Getting the software

The source and binary package can be downloaded from here. If you unzip this archive you will find, among other things, a file ebookconverter.jar, which is the only file you need to run the application.

Prerequisites

To use ebookconverter you need JDK1.5.0 or later, or something compatible, and the java run-time engine needs to be runnable from the command line. That is, if you do:
% java
on a Unix system or
c:\> java
on Windows you should get a Java usage message, and not an error message of some kind. If you need to enter the full path to java that's OK, but it will be less convenient.

I have done most testing with JDK 1.5.0_04. I would expect anything later than this to work, but I can't promise. I haven't tested with any Java implementation but Sun's, and I don't propose to. It may work; it may not. This program will very likely not work with JDK 1.4.x JVMs, even if you recompile it to suit, because of the way the embedded XML parser has changed between 1.4.x and 1.5.0.

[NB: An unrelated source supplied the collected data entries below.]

use dashmap::DashMap;
use serde::{Deserialize, Serialize};
use std::env;
use std::sync::Arc;
use std::time::Duration;
use thiserror::Error;

/// Prefix of environment variables picked up by [`ConfigService::from_env`].
pub const ENV_PREFIX: &str = "TRELLIS_";

#[derive(Debug, Error)]
pub enum ConfigError {
    #[error("Invalid configuration value for {key}: {message}")]
    Invalid { key: String, message: String },

    #[error("Failed to parse configuration: {0}")]
    Parse(#[from] serde_json::Error),
}

impl ConfigError {
    pub fn invalid(key: impl Into<String>, message: impl Into<String>) -> Self {
        Self::Invalid {
            key: key.into(),
            message: message.into(),
        }
    }
}

/// Key/value configuration store
#[derive(Clone, Default)]
pub struct ConfigService {
    config: Arc<DashMap<String, String>>,
}

impl ConfigService {
    pub fn new() -> Self {
        Self::default()
    }

    /// Seed the store from `TRELLIS_*` environment variables. Keys are stored
    /// lower-cased without the prefix (`TRELLIS_POOL_SIZE` -> `pool_size`).
    pub fn from_env() -> Self {
        let service = Self::default();
        for (key, value) in env::vars() {
            if let Some(stripped) = key.strip_prefix(ENV_PREFIX) {
                service.set(&stripped.to_ascii_lowercase(), &value);
            }
        }
        service
    }

    pub fn get(&self, key: &str) -> Option<String> {
        self.config.get(key).map(|v| v.clone())
    }

    pub fn set(&self, key: &str, value: &str) {
        self.config.insert(key.to_string(), value.to_string());
    }

    fn parse<T: std::str::FromStr>(&self, key: &str) -> Result<Option<T>, ConfigError>
    where
        T::Err: std::fmt::Display,
    {
        match self.get(key) {
            None => Ok(None),
            Some(raw) => raw
                .trim()
                .parse::<T>()
                .map(Some)
                .map_err(|e| ConfigError::invalid(key, e.to_string())),
        }
    }
}

/// Tunables of a [`LifecycleManager`](crate::lifecycle::LifecycleManager).
#[derive(Debug, Clone, PartialEq, Eq, Serialize, Deserialize)]
#[serde(default)]
pub struct ManagerConfig {
    /// Worker threads in the shared task pool. `0` means one per CPU.
    pub pool_size: usize,
    /// Manifest header listing descriptor paths.
    pub descriptor_header: String,
    /// Directory scanned when the header is absent.
    pub descriptor_dir: String,
    pub descriptor_pattern: String,
    /// Buffered container events per subscriber.
    pub event_capacity: usize,
    pub shutdown_timeout_ms: u64,
    /// Name of the resolution context entered around container builds.
    pub context_name: String,
}

impl Default for ManagerConfig {
    fn default() -> Self {
        Self {
            pool_size: 3,
            descriptor_header: "Bundle-Blueprint".to_string(),
            descriptor_dir: "OSGI-INF/blueprint".to_string(),
            descriptor_pattern: "*.xml".to_string(),
            event_capacity: 64,
            shutdown_timeout_ms: 5_000,
            context_name: "trellis".to_string(),
        }
    }
}

impl ManagerConfig {
    /// Overlay values found in `service` on top of the defaults.
    pub fn from_service(service: &ConfigService) -> Result<Self, ConfigError> {
        let mut config = Self::default();

        if let Some(v) = service.parse::<usize>("pool_size")? {
            config.pool_size = v;
        }
        if let Some(v) = service.get("descriptor_header") {
            config.descriptor_header = v;
        }
        if let Some(v) = service.get("descriptor_dir") {
            config.descriptor_dir = v;
        }
        if let Some(v) = service.get("descriptor_pattern") {
            config.descriptor_pattern = v;
        }
        if let Some(v) = service.parse::<usize>("event_capacity")? {
            config.event_capacity = v;
        }
        if let Some(v) = service.parse::<u64>("shutdown_timeout_ms")? {
            config.shutdown_timeout_ms = v;
        }
        if let Some(v) = service.get("context_name") {
            config.context_name = v;
        }

        config.validate()?;
        Ok(config)
    }

    pub fn from_env() -> Result<Self, ConfigError> {
        Self::from_service(&ConfigService::from_env())
    }

    pub fn from_json(json: &str) -> Result<Self, ConfigError> {
        let config: Self = serde_json::from_str(json)?;
        config.validate()?;
        Ok(config)
    }

    pub fn validate(&self) -> Result<(), ConfigError> {
        if self.descriptor_header.trim().is_empty() {
            return Err(ConfigError::invalid("descriptor_header", "must not be empty"));
        }
        if self.descriptor_dir.trim().is_empty() {
            return Err(ConfigError::invalid("descriptor_dir", "must not be empty"));
        }
        if self.descriptor_pattern.trim().is_empty() {
            return Err(ConfigError::invalid("descriptor_pattern", "must not be empty"));
        }
        self.descriptor_glob()?;
        if self.event_capacity == 0 {
            return Err(ConfigError::invalid("event_capacity", "must be at least 1"));
        }
        Ok(())
    }

    /// Compile `descriptor_pattern` into a glob matched against entry file names.
    pub fn descriptor_glob(&self) -> Result<glob::Pattern, ConfigError> {
        glob::Pattern::new(&self.descriptor_pattern)
            .map_err(|e| ConfigError::invalid("descriptor_pattern", e.to_string()))
    }

    /// Worker count after resolving `0` to the number of CPUs.
    pub fn effective_pool_size(&self) -> usize {
        if self.pool_size == 0 {
            num_cpus::get()
        } else {
            self.pool_size
        }
    }

    pub fn shutdown_timeout(&self) -> Duration {
        Duration::from_millis(self.shutdown_timeout_ms)
    }
}

#[cfg(test)]
mod tests {
    use super::*;

    #[test]
    fn test_defaults() {
        let config = ManagerConfig::default();
        assert_eq!(config.pool_size, 3);
        assert_eq!(config.descriptor_header, "Bundle-Blueprint");
        assert_eq!(config.descriptor_dir, "OSGI-INF/blueprint");
        assert_eq!(config.descriptor_pattern, "*.xml");
        assert!(config.validate().is_ok());
    }

    #[test]
    fn test_from_service_overlay() {
        let service = ConfigService::new();
        service.set("pool_size", "5");
        service.set("descriptor_dir", "META-INF/spring");

        let config = ManagerConfig::from_service(&service).unwrap();
        assert_eq!(config.pool_size, 5);
        assert_eq!(config.descriptor_dir, "META-INF/spring");
        assert_eq!(config.descriptor_header, "Bundle-Blueprint");
    }

    #[test]
    fn test_from_service_rejects_garbage() {
        let service = ConfigService::new();
        service.set("pool_size", "three");
        assert!(matches!(
            ManagerConfig::from_service(&service),
            Err(ConfigError::Invalid { ref key, .. }) if key == "pool_size"
        ));
    }

    #[test]
    fn test_from_json_partial() {
        let config = ManagerConfig::from_json(r#"{ "pool_size": 0, "event_capacity": 8 }"#).unwrap();
        assert_eq!(config.event_capacity, 8);
        assert_eq!(config.effective_pool_size(), num_cpus::get());
        assert!(ManagerConfig::from_json(r#"{ "event_capacity": 0 }"#).is_err());
    }

    #[test]
    fn test_invalid_descriptor_pattern_is_rejected() {
        let config = ManagerConfig {
            descriptor_pattern: "ctx-[.xml".to_string(),
            ..Default::default()
        };
        assert!(matches!(
            config.validate(),
            Err(ConfigError::Invalid { ref key, .. }) if key == "descriptor_pattern"
        ));

        let config = ManagerConfig {
            descriptor_pattern: "ctx-[0-9].xml".to_string(),
            ..Default::default()
        };
        let glob = config.descriptor_glob().unwrap();
        assert!(glob.matches("ctx-1.xml"));
        assert!(!glob.matches("ctx-a.xml"));
    }
}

PDF generation is a memory-intensive process. Memory requirements vary according to the size of the document but, for very long documents (more than a few hundred pages), you may find that up to a gigabyte of memory is required. Of course, this need not be real, physical RAM; but if most of it isn't, you can expect a certain amount of hard disk thrashing.

Installation

The entire application is contained in a single file: ebookconverter.jar. Please copy this file to any convenient place. I would suggest /usr/lib on Unix systems, and \windows\system32\ on Windows. The choice of directory is entirely arbitrary, but if the name is quick to type, that will probably be more convenient. I will assume in what follows that you have installed in /usr/lib.

The archive is supplied with a number of predefined formatting profiles to suit the Archos x04 personal media players. There are in the properties directory. If you wish to use these, they can be copied to any convenient place.

Basic usage

ebookconverter has a great many command-line options for fine-tuning its operation. These will all be described in detail below. However, the simplest mode of operation is:
java -jar /usr/lib/ebookconverter.jar [input_file] [output_file] 
You will need to replace /usr/lib with whatever directory you installed in. input_file is the name of an existing text, HTML, PDF, or XSL-FO file. output_file is the name of a text, HTML, or PDF file which may, or may not, exist. If it exists, it will be over-written without warning.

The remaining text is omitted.